ExperimentConfig ex;
void run()
{
processCase(ex);
}

void processCase(ExperimentConfig& ex);
};

void Experimenter::runExperiments()
{
const static uint threads = 5;
WorkerThread thread[threads];
bool finished = false;
uint k = 0;
while (!finished)
{
for (uint i = 0; i < threads; i++)
{
if (!thread[i].isRunning() && k < cases.size())
{
qDebug() << "Thread" << i << "is now working on case" << k;
cases[thread[i].ex.id] = thread[i].ex;
thread[i].ex = cases[k++];
thread[i].start();
}
}

if (k >= cases.size())
finished = true;
sleep(10);
}
}


The observed behavior in all cases is that the threads are interleaved correctly, they do run at the same time, but apparently they are all run on the same core. In htop, I can see only one core peaking at 100% and the threads I created are fluctuating between 0% an 100%, mostly one at a time, sometimes two threads adding up to 100%. It seems to me that all started threads are processed on the same core and are thus interrupted a lot by round robin. When I start a second process that again launches its own threads, I can see two cores being loaded to 100%. Why aren't the threads running on different cores?

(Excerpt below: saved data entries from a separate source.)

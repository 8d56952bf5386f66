// Copyright (C) 2026 Checkmk GmbH - License: GNU General Public License v2
// This file is part of Checkmk (https://checkmk.com). It is subject to the terms and
// conditions defined in the file COPYING, which is part of this source code package.
mod args;

use anyhow::{Context, Result};
use clap::Parser;
use std::fs::File;
use std::path::Path;
use tracing::info;
use tracing_subscriber::EnvFilter;

use args::Args;
use sbom_stats::report::{summarize_report, Report};
use sbom_stats::sbom::{discover_archives, load_archives, ArchiveRecord};
use sbom_stats::stats::Stats;

fn main() -> Result<()> {
    tracing_subscriber::fmt()
        .with_env_filter(
            EnvFilter::try_from_default_env().unwrap_or_else(|_| EnvFilter::new("info")),
        )
        .with_target(false)
        .with_writer(std::io::stderr)
        .init();

    let args = Args::parse();
    let records = load(&args.input)?;
    let stats = Stats::from_records(&records);
    let report = Report::new(stats, args.runtime_sizes);
    write_report_to_file(&report, &args.report)?;
    summarize_report(&report, args.top_n);
    Ok(())
}

/// Discover and load all archives in the input directory.
///
/// # Errors
/// Returns an error if the directory holds no usable archives or any document fails to load.
fn load(input: &Path) -> Result<Vec<ArchiveRecord>> {
    info!(input = %input.display(), "Discovering archives");
    let archives = discover_archives(input)
        .with_context(|| format!("Failed to discover archives: {}", input.display()))?;

    let records = load_archives(&archives)
        .with_context(|| format!("Failed to load archives: {}", input.display()))?;

    info!(
        archives = records.len(),
        packages = records.iter().map(|r| r.packages.len()).sum::<usize>(),
        "Loading completed"
    );
    Ok(records)
}

/// Write the report to a file.
///
/// # Errors
/// Returns an error if the report cannot be serialized to JSON or if the file cannot be created.
fn write_report_to_file(report: &Report, dest: &Path) -> Result<()> {
    info!(file = %dest.display(), "Writing report to file");
    let file = File::create(dest)
        .with_context(|| format!("Failed to create JSON output file: {}", dest.display()))?;
    serde_json::to_writer_pretty(file, report)
        .with_context(|| format!("Failed to serialize report to JSON: {}", dest.display()))?;
    Ok(())
}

The question whether cases are mutexed is good thinking, but unfortunately no, this is not the case. Or at least not that I am aware of.
cases is a QVector of objects as shown in the first code snippet above. Parallel access through the [] operator should be no problem, right?
Otherwise, the threads give qDebug output and perform unmutexed file write operations which hasn't been an issue so far.

d_stranz
11th July 2021, 21:23
Why aren't the threads running on different cores?

No idea. The docs say that Qt Concurrent is designed to take advantage of multiple cores and to scale as the number of cores increases.

I wonder if there is an OS setting you need to change to allow a process to spawn threads across multiple cores?

Cruz
12th July 2021, 02:05
I replaced my complex processCase() function with a few simple lines that stress the CPU and it turns out the threading through QtConcurrent works as expected. The started threads execute at 100% on different cores. So it turns out the error was indeed a mutex somewhere deep down that all threads tried to lock and so they could run only one at a time. This is embarassing, but thanks for the help!

d_stranz
12th July 2021, 16:02
That's good to know. So I guess the difference between the blocking and non-blocking QtConcurrent map methods is that the method containing the call to QtConcurrent::blockingMap() will not return until all concurrent processing is complete, whereas QtConcurrent::map() launches the threads and returns immediately.

From a design perspective, is there a reason why you chose to use the blocking call?

Cruz
12th July 2021, 18:35
From a design perspective, is there a reason why you chose to use the blocking call?


Because with blockingMap() it's simpler to do things after all threads have finished. For example, I save the computed data after all threads have run. For everything else, you have to watch QFuture objects in a loop or set up additional signal and slot connections to know when all threads are finished.